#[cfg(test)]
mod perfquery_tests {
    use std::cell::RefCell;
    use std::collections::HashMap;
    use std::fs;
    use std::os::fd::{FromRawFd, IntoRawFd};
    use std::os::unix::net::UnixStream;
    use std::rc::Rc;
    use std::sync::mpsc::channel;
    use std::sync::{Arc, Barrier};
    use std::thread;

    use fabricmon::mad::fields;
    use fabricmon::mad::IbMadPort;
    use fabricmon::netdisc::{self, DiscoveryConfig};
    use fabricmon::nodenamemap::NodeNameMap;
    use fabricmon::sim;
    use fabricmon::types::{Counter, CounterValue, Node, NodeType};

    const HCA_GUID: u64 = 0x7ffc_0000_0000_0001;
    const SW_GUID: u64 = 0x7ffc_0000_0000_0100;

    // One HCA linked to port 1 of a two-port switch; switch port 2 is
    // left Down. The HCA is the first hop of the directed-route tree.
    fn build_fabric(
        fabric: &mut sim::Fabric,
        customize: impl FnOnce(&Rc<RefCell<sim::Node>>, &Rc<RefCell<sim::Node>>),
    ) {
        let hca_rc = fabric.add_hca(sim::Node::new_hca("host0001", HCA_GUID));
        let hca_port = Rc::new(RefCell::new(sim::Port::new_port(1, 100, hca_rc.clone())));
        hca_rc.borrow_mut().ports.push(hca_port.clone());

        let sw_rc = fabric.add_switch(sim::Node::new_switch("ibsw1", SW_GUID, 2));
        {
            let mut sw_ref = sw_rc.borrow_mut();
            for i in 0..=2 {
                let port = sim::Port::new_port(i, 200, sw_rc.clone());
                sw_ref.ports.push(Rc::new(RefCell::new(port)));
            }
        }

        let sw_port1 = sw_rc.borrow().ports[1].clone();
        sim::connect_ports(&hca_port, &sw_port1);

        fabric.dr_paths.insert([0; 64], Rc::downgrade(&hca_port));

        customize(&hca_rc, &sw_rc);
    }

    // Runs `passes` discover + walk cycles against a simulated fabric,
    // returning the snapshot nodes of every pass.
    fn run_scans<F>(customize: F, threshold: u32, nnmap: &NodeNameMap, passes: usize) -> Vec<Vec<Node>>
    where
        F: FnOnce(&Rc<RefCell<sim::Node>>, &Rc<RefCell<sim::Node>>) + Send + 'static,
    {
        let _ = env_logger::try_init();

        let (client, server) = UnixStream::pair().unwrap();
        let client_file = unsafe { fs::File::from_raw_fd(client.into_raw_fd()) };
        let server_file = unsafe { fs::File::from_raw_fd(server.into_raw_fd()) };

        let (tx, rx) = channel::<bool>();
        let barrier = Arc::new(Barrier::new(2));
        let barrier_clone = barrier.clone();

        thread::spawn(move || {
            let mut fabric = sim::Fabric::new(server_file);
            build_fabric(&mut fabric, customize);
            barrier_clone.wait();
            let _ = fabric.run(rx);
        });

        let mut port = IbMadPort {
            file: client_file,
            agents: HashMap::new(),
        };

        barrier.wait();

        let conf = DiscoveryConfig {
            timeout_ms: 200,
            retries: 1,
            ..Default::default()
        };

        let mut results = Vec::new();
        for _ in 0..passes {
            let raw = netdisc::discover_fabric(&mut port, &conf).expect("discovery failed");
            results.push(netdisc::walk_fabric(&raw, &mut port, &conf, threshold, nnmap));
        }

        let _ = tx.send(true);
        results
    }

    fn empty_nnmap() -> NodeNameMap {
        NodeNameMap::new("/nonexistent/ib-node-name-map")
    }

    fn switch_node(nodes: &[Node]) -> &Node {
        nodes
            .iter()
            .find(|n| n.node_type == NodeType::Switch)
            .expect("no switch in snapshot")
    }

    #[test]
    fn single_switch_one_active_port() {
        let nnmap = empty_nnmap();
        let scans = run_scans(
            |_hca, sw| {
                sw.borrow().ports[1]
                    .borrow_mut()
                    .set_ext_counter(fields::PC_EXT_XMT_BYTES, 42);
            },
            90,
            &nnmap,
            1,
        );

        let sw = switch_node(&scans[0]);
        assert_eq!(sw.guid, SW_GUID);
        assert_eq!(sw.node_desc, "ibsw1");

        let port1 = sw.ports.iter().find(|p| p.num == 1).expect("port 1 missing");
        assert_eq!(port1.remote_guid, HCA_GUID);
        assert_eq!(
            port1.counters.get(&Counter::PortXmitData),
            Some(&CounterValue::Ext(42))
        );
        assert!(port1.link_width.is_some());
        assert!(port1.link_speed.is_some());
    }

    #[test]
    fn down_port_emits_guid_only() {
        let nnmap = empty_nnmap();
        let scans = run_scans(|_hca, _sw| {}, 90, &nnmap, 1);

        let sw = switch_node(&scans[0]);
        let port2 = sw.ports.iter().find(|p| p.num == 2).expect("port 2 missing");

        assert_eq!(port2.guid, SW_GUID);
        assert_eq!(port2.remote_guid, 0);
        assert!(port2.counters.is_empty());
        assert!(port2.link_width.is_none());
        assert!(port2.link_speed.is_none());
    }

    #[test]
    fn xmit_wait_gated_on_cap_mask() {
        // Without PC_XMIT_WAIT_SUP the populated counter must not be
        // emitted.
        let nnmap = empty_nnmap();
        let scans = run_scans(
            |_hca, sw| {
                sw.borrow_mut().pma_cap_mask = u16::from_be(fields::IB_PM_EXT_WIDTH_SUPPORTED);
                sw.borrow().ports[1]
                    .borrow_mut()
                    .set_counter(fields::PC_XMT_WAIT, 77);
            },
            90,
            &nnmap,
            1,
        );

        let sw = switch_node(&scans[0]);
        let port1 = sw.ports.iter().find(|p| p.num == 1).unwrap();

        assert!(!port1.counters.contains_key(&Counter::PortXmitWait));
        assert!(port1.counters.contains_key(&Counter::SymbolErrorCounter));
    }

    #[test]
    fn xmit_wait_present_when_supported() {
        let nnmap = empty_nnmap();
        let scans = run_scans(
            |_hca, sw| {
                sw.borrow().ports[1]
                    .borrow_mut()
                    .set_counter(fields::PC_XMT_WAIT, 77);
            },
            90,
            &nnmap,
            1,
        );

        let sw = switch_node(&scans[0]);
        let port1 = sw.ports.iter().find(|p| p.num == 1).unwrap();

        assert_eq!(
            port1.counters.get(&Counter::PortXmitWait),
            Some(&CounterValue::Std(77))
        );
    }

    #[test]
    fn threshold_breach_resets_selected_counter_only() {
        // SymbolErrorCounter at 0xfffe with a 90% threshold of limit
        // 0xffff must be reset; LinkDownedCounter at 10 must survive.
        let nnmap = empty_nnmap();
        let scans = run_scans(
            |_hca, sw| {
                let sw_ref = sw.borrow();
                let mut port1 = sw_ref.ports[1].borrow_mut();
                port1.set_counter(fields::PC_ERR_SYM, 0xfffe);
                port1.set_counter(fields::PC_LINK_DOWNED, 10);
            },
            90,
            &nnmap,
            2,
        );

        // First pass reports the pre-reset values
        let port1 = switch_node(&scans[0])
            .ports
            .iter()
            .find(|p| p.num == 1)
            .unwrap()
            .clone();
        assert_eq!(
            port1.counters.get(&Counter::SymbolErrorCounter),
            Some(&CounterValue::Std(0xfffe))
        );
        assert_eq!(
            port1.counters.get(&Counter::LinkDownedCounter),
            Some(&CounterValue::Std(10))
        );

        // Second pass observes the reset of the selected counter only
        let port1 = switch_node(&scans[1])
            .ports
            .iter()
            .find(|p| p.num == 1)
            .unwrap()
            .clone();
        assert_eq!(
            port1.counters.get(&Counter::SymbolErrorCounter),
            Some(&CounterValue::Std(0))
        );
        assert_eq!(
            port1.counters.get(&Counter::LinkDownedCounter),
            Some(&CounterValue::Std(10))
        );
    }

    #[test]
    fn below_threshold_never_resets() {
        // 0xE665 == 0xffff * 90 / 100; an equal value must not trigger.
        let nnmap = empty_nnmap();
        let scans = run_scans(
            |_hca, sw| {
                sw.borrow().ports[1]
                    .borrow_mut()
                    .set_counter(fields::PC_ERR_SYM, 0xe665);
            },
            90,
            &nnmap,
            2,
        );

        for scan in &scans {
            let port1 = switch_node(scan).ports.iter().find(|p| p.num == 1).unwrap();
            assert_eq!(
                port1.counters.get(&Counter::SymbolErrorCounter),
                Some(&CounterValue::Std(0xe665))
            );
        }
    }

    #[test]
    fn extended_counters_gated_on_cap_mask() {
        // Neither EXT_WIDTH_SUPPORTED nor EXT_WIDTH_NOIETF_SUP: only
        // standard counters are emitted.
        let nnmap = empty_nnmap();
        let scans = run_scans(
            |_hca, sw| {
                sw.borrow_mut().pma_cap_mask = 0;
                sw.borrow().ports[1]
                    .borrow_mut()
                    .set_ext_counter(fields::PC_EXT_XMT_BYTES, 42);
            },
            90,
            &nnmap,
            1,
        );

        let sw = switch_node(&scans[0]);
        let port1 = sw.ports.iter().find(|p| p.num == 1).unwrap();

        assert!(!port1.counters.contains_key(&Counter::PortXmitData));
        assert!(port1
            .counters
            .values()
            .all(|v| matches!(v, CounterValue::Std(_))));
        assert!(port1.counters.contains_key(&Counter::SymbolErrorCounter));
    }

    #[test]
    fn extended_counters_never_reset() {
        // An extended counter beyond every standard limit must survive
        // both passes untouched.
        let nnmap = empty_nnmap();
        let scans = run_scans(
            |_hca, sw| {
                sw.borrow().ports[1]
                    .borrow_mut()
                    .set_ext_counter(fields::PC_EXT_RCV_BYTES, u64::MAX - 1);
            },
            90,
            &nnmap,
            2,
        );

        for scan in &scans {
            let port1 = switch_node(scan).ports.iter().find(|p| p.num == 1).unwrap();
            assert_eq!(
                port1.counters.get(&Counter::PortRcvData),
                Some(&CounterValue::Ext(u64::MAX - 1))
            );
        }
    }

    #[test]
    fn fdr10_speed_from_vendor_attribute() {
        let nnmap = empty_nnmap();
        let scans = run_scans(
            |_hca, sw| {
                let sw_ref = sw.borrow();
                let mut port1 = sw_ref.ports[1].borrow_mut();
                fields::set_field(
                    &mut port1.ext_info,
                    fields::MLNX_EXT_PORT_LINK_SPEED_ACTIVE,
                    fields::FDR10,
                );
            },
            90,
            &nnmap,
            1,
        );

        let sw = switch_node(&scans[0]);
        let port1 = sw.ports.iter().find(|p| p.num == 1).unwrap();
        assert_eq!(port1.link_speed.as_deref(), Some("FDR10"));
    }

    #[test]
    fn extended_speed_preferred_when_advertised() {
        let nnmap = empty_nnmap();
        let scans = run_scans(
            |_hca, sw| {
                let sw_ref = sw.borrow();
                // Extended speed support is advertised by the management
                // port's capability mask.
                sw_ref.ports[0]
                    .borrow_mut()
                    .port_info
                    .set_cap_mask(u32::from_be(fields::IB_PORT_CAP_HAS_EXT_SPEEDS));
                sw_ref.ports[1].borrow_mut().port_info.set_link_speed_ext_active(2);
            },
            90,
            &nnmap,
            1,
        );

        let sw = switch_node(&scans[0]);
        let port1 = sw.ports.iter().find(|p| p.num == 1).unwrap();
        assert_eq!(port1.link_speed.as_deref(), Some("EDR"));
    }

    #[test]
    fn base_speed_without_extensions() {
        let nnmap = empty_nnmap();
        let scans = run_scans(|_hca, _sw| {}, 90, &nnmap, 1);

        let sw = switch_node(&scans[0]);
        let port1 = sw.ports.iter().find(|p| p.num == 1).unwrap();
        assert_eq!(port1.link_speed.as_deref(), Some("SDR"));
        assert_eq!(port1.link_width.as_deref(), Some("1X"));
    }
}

**Task item:**
Go over the data and return every line that includes the word "CounterValue".

**Result:**
    use fabricmon::types::{Counter, CounterValue, Node, NodeType};
            Some(&CounterValue::Ext(42))
            Some(&CounterValue::Std(77))
            Some(&CounterValue::Std(0xfffe))
            Some(&CounterValue::Std(10))
            Some(&CounterValue::Std(0))
            Some(&CounterValue::Std(10))
                Some(&CounterValue::Std(0xe665))
            .all(|v| matches!(v, CounterValue::Std(_))));
                Some(&CounterValue::Ext(u64::MAX - 1))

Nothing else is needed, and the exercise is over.